In the first approach, we define a cut-off value $\lambda $ and set all the coefficients smaller than $\lambda $ to zero. We then update the remaining non-zero coefficients by solving the optimization problem (2.10) again, followed by employing the thresholding. We repeat the procedure until all the non-zero coefficients are equal to or larger than $\lambda $. This procedure is efficient as the current value of non-zero coefficients can be used as an initial guess for the next iteration, and the optimal $\mathit{\Xi}$ can be found with little computational effort. Note that the cut-off parameter $\lambda $ is important to obtain a suited sparse solution, but it can be found using the concept of cross-validation. We sketch the discussed procedure in algorithm 1.

For the iterative thresholding algorithm proposed for the sparse regression in [14], an analysis of the iterative thresholding algorithm is conducted in [42], showing a rapid convergence of the algorithm. In contrast to the algorithm in [14], algorithm 1 is more complex, and the underlying optimization problem is non-convex; thus, a thorough study of its convergence is out of the scope of this paper. However, we here mention that a rapid convergence of algorithm 1 is observed in numerical experiments, but its analysis will be an important topic for future research.
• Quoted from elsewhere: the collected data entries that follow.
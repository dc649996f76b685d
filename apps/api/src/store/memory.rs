use std::sync::Mutex;

use async_trait::async_trait;
use uuid::Uuid;

use crate::models::{JobRecord, NewJob};
use crate::store::document::{from_document, to_document};
use crate::store::{JobStore, StoreError};

/// In-process store for tests. Round-trips through the stored document shape.
#[derive(Default)]
pub struct InMemoryJobStore {
    documents: Mutex<Vec<(String, serde_json::Value)>>,
}

impl InMemoryJobStore {
    pub fn insert_raw(&self, id: &str, document: serde_json::Value) {
        self.documents
            .lock()
            .unwrap()
            .push((id.to_string(), document));
    }

    pub fn len(&self) -> usize {
        self.documents.lock().unwrap().len()
    }
}

#[async_trait]
impl JobStore for InMemoryJobStore {
    async fn list(&self) -> Result<Vec<JobRecord>, StoreError> {
        let mut records: Vec<JobRecord> = self
            .documents
            .lock()
            .unwrap()
            .iter()
            .map(|(id, doc)| from_document(id.clone(), doc.clone()))
            .collect();
        records.sort_by(|a, b| b.saved_at.cmp(&a.saved_at));
        Ok(records)
    }

    async fn create(&self, job: NewJob) -> Result<JobRecord, StoreError> {
        let id = Uuid::new_v4().to_string();
        let document = to_document(&job)?;
        self.insert_raw(&id, document);
        Ok(job.with_id(id))
    }
}
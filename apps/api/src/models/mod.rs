pub mod job;

pub use job::{Analysis, JobRecord, NewJob};
//! The task record (spec.md §3 "Task").
use std::collections::BTreeSet;

use chrono::DateTime;
use chrono::Utc;
use serde::Deserialize;
use serde::Serialize;
use sha2::Digest;
use sha2::Sha256;
use uuid::Uuid;

/// Relative urgency of a task, used by the Dispatcher's scoring and the Queue Manager's
/// lease ordering tie-break.
#[derive(Clone, Copy, Debug, Eq, PartialEq, Ord, PartialOrd, Serialize, Deserialize)]
#[serde(rename_all = "snake_case")]
pub enum Priority {
    Low,
    Normal,
    High,
    Critical,
}

impl Default for Priority {
    fn default() -> Self {
        Priority::Normal
    }
}

/// Classification hints carried alongside the opaque request payload.
///
/// `request` is deliberately untyped free text: the fabric never interprets prompt content, it
/// only uses it (together with `file` and `capabilities`) to derive the task's idempotency
/// fingerprint.
#[derive(Clone, Debug, Serialize, Deserialize)]
pub struct Payload {
    /// Free-text request body (e.g. the prompt to complete).
    pub request: String,

    /// Optional identifier of a file this request operates against.
    #[serde(default)]
    pub file: Option<String>,

    /// Relative urgency.
    #[serde(default)]
    pub priority: Priority,

    /// Capabilities a worker must declare to be eligible for this task.
    #[serde(default)]
    pub capabilities: BTreeSet<String>,

    /// Zone the submitter would prefer the task run in, if any.
    #[serde(default)]
    pub preferred_zone: Option<String>,
}

/// A unit of work moving through a queue's {queue, processing, DLQ} lifecycle (spec.md §3).
#[derive(Clone, Debug, Serialize, Deserialize)]
pub struct Task {
    pub id: Uuid,
    pub queue: String,
    pub fingerprint: String,
    pub payload: Payload,
    pub submitted_at: DateTime<Utc>,
    #[serde(default)]
    pub attempts: u16,
    #[serde(default)]
    pub last_error: Option<String>,
    /// Classification of `last_error` ("transient"/"permanent"), set by
    /// [`crate::manager::QueueManager::nack`] (spec.md §7 error taxonomy). Read by the Health
    /// Monitor's DLQ scan to tell retriable failures from permanent ones.
    #[serde(default)]
    pub last_error_kind: Option<String>,
    #[serde(default)]
    pub deadline_at: Option<DateTime<Utc>>,
    #[serde(default)]
    pub migrated_from: Option<String>,
    #[serde(default)]
    pub start_time: Option<DateTime<Utc>>,
    /// Set by Health Monitor when a task is pulled off the head of `processing:Q` after
    /// `stuckThreshold` with no ack (spec.md §4.2, §4.7).
    #[serde(default)]
    pub previously_stuck: bool,
    /// Set when a task is reinserted from the DLQ by an operator or the periodic scan
    /// (spec.md §4.7).
    #[serde(default)]
    pub retried_from_dlq: bool,
    /// Number of times this task has been pulled back out of a DLQ, checked against
    /// `QueueConfig::max_dlq_retries` (spec.md §9).
    #[serde(default)]
    pub dlq_retries: u16,
}

impl Task {
    /// Build a new task for `queue`, deriving its fingerprint from `payload` (spec.md §9: `
    /// fingerprint = hash(normalized prompt || file || required-capability set)`).
    pub fn new(queue: impl Into<String>, payload: Payload) -> Task {
        let fingerprint = fingerprint(&payload);
        Task {
            id: Uuid::new_v4(),
            queue: queue.into(),
            fingerprint,
            payload,
            submitted_at: Utc::now(),
            attempts: 0,
            last_error: None,
            last_error_kind: None,
            deadline_at: None,
            migrated_from: None,
            start_time: None,
            previously_stuck: false,
            retried_from_dlq: false,
            dlq_retries: 0,
        }
    }
}

/// One entry of a queue's bounded transaction log (spec.md §6 `txlog:<name>`), as written by
/// [`crate::manager::QueueManager`] and read back by the Health Monitor to compute failure rate
/// and error taxonomy over a trailing window.
#[derive(Clone, Debug, Serialize, Deserialize)]
pub struct TxlogEvent {
    pub event: String,
    pub task_id: Uuid,
    pub queue: String,
    pub attempts: u16,
    pub ts: DateTime<Utc>,
    #[serde(default)]
    pub error: Option<String>,
    #[serde(default)]
    pub error_kind: Option<String>,
}

/// Derive the idempotency fingerprint of a payload.
///
/// The prompt is normalised (trimmed, lower-cased) before hashing so that requests differing
/// only in surrounding whitespace or case collide on the same fingerprint, matching the
/// consistent-hash routing use (spec.md §4.6) as well as idempotent-retry dedup (spec.md §9).
pub fn fingerprint(payload: &Payload) -> String {
    let normalized_prompt = payload.request.trim().to_lowercase();
    let file = payload.file.as_deref().unwrap_or("");
    let capabilities: Vec<&str> = payload.capabilities.iter().map(String::as_str).collect();
    let capabilities = capabilities.join(",");

    let mut hasher = Sha256::new();
    hasher.update(normalized_prompt.as_bytes());
    hasher.update(b"\0");
    hasher.update(file.as_bytes());
    hasher.update(b"\0");
    hasher.update(capabilities.as_bytes());
    let digest = hasher.finalize();
    hex::encode(digest)
}

#[cfg(test)]
mod tests {
    use super::*;

    fn payload(request: &str) -> Payload {
        Payload {
            request: request.to_string(),
            file: None,
            priority: Priority::Normal,
            capabilities: BTreeSet::new(),
            preferred_zone: None,
        }
    }

    #[test]
    fn fingerprint_normalizes_whitespace_and_case() {
        let a = fingerprint(&payload("Summarize this  "));
        let b = fingerprint(&payload("summarize this"));
        assert_eq!(a, b);
    }

    #[test]
    fn fingerprint_distinguishes_capabilities() {
        let mut with_vision = payload("describe this image");
        with_vision.capabilities.insert("vision".to_string());
        let without = payload("describe this image");
        assert_ne!(fingerprint(&with_vision), fingerprint(&without));
    }

    #[test]
    fn new_task_derives_fingerprint_from_payload() {
        let task = Task::new("llm-default", payload("hello"));
        assert_eq!(task.fingerprint, fingerprint(&task.payload));
        assert_eq!(task.attempts, 0);
    }
}
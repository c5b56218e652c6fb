//! Ties classification, scoring, and a selection strategy together into one dispatch call
//! (spec.md §4.7 "Selection").
use std::collections::BTreeSet;
use std::sync::Arc;

use fabric_context::Context;
use fabric_queue::QueueManager;
use fabric_queue::Task;
use fabric_registry::Registry;
use fabric_registry::Worker;

use crate::classify;
use crate::classify::Category;
use crate::classify::ComplexityTier;
use crate::score;
use crate::score::Candidate;
use crate::score::ScoringContext;
use crate::score::SelectionHints;
use crate::strategy;
use crate::strategy::SelectionStrategy;

/// No worker currently registered can satisfy the task's requirements (spec.md §4.7
/// "Deregistration migration": "unreachable items ... are DLQ'd with reason
/// `no_available_target`").
#[derive(Debug, thiserror::Error)]
#[error("no eligible worker is available for this task")]
pub struct NoAvailableTarget;

/// The classification and scoring outcome for one task, useful to callers that want to log or
/// audit a dispatch decision.
pub struct DispatchDecision {
    pub category: Category,
    pub complexity: ComplexityTier,
    pub required_capabilities: BTreeSet<String>,
    pub chosen_worker: String,
    pub score: f64,
}

/// Outcome of one [`Dispatcher::migrate_on_deregister`] call.
#[derive(Debug, Default, Clone, Copy, Eq, PartialEq)]
pub struct DeregisterMigration {
    /// Tasks successfully re-dispatched to another worker.
    pub migrated: usize,
    /// Tasks DLQ'd with `no_available_target` because no eligible worker remained.
    pub dead_lettered: usize,
}

/// Classifies and routes tasks to worker home queues (`queue:<workerId>`).
pub struct Dispatcher {
    registry: Arc<Registry>,
    queue_manager: Arc<QueueManager<String>>,
}

impl Dispatcher {
    pub fn new(registry: Arc<Registry>, queue_manager: Arc<QueueManager<String>>) -> Dispatcher {
        Dispatcher { registry, queue_manager }
    }

    /// Classify, score every eligible worker, pick one with `strategy`, and enqueue the task onto
    /// that worker's home queue.
    pub async fn dispatch(
        &self,
        ctx: &Context,
        task: Task,
        strategy: SelectionStrategy,
        hints: SelectionHints,
        success_rates: &std::collections::HashMap<String, f64>,
    ) -> Result<DispatchDecision, NoAvailableTarget> {
        let category = classify::classify_category(&task.payload.request);
        let complexity = classify::classify_complexity(&task.payload, None);
        let required_capabilities = classify::required_capabilities(&task.payload, category, complexity);

        let workers = self.registry.list().await.unwrap_or_default();
        let target_zone = task.payload.preferred_zone.as_deref();
        let eligible: Vec<&Worker> = workers
            .iter()
            .filter(|worker| {
                !self.registry.is_stale(worker)
                    && score::is_eligible(
                        worker,
                        &ScoringContext {
                            required_capabilities: &required_capabilities,
                            target_zone,
                            success_rate: 0.0,
                            cost_per_unit: None,
                            hints,
                        },
                    )
            })
            .collect();

        if eligible.is_empty() {
            return Err(NoAvailableTarget);
        }

        let candidates: Vec<Candidate> = eligible
            .iter()
            .map(|worker| {
                let success_rate = success_rates.get(&worker.worker_id).copied().unwrap_or(0.8);
                let ctx = ScoringContext {
                    required_capabilities: &required_capabilities,
                    target_zone,
                    success_rate,
                    cost_per_unit: None,
                    hints,
                };
                Candidate {
                    worker,
                    score: score::selection_score(worker, &ctx),
                }
            })
            .collect();

        let chosen = strategy::select(strategy, &candidates, &task.fingerprint).ok_or(NoAvailableTarget)?;
        let chosen_score = candidates
            .iter()
            .find(|candidate| candidate.worker.worker_id == chosen.worker_id)
            .map(|candidate| candidate.score)
            .unwrap_or(0.0);
        let worker_id = chosen.worker_id.clone();

        self.queue_manager
            .enqueue(ctx, &worker_id, task)
            .await
            .map_err(|_| NoAvailableTarget)?;

        Ok(DispatchDecision {
            category,
            complexity,
            required_capabilities,
            chosen_worker: worker_id,
            score: chosen_score,
        })
    }

    /// Drain a departing worker's queued and in-flight tasks and re-dispatch each to the best
    /// remaining eligible worker, DLQ'ing with reason `no_available_target` whatever can't be
    /// placed (spec.md §4.7 "Deregistration migration"). Call this before the worker is removed
    /// from the registry, so `departing_worker_id` is still excluded from eligibility explicitly
    /// rather than relying on it having already vanished from `Registry::list`.
    pub async fn migrate_on_deregister(&self, ctx: &Context, departing_worker_id: &str) -> DeregisterMigration {
        let queue = departing_worker_id.to_string();
        let mut stranded = self.queue_manager.drain_processing(ctx, &queue).await.unwrap_or_default();
        stranded.extend(self.queue_manager.drain_queue(ctx, &queue).await.unwrap_or_default());

        let mut summary = DeregisterMigration::default();
        for mut task in stranded {
            task.migrated_from = Some(departing_worker_id.to_string());
            let target = self.retarget(departing_worker_id, &task).await;
            let placed = match target {
                Some(worker_id) => self.queue_manager.enqueue(ctx, &worker_id, task.clone()).await.is_ok(),
                None => false,
            };
            if placed {
                summary.migrated += 1;
            } else {
                let _ = self.queue_manager.dlq_direct(ctx, &queue, task, "no_available_target").await;
                summary.dead_lettered += 1;
            }
        }

        slog::info!(
            ctx.logger, "Migrated departing worker's tasks";
            "worker" => departing_worker_id,
            "migrated" => summary.migrated, "dead_lettered" => summary.dead_lettered,
        );
        summary
    }

    /// Classify `task` and score every eligible worker other than `exclude`, returning the best
    /// one if any qualifies.
    async fn retarget(&self, exclude: &str, task: &Task) -> Option<String> {
        let category = classify::classify_category(&task.payload.request);
        let complexity = classify::classify_complexity(&task.payload, None);
        let required_capabilities = classify::required_capabilities(&task.payload, category, complexity);
        let target_zone = task.payload.preferred_zone.as_deref();

        let workers = self.registry.list().await.unwrap_or_default();
        let eligible: Vec<&Worker> = workers
            .iter()
            .filter(|worker| {
                worker.worker_id != exclude
                    && !self.registry.is_stale(worker)
                    && score::is_eligible(
                        worker,
                        &ScoringContext {
                            required_capabilities: &required_capabilities,
                            target_zone,
                            success_rate: 0.0,
                            cost_per_unit: None,
                            hints: SelectionHints::default(),
                        },
                    )
            })
            .collect();
        if eligible.is_empty() {
            return None;
        }

        let candidates: Vec<Candidate> = eligible
            .iter()
            .map(|worker| {
                let ctx = ScoringContext {
                    required_capabilities: &required_capabilities,
                    target_zone,
                    success_rate: 0.8,
                    cost_per_unit: None,
                    hints: SelectionHints::default(),
                };
                Candidate {
                    worker,
                    score: score::selection_score(worker, &ctx),
                }
            })
            .collect();
        strategy::select(SelectionStrategy::TopScore, &candidates, &task.fingerprint).map(|worker| worker.worker_id.clone())
    }
}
We also note that algorithm 1 always terminates as either the number of indices set to zero is increased (which terminates when the dictionary is exhausted), or the error criterion is satisfied. But the question remains as to whether the algorithm will converge to the correct sparse solution. A remedy to this can be to use the rationale of an ensemble, proposed in [43] to build an ensemble of sparse models. It can provide statistical quantities for the feature candidates in the dictionary. Based on these, we can construct a final sparse model based on statistical tools such as the $p$-values.

#### (b) Iterative cut-off thresholding

In the fix cut-off thresholding approach, we need to pre-define the cut-off value for thresholding. A suitable value of it needs to be found by an iterative procedure. In our empirical observations, applying fix thresholding at each iteration does not yield the most sparse solution in many instances. To circumvent this, we propose an iterative way of thresholding, as follows. In the first step, we solve the optimization problem (2.10) for $\mathit{\Xi}$. Then, we determine the smallest non-zero coefficients of $\Vert \mathit{\Xi}\Vert $ followed by setting all the coefficients smaller than this to zero. Like in the previous approach, we update the remaining non-zero coefficients by solving the optimization problem (2.10). We repeat the step of finding the smallest non-zero coefficient of the updated $\Vert \mathit{\Xi}\Vert $ and setting it to zero. We iterate the procedure until the loss of data fidelity is less than a given tolerance. Visually, it can be anticipated using the curve between the data-fitting and number of non-zero elements in $\Xi $, which typically exhibit an *elbow*-type curve. This approach is close to the *backward stepwise selection* approach used in machine learning for feature selection, e.g. [17]. We sketch the step of the procedure in algorithm 2. We shall see the use of this algorithm in our results section (see §d).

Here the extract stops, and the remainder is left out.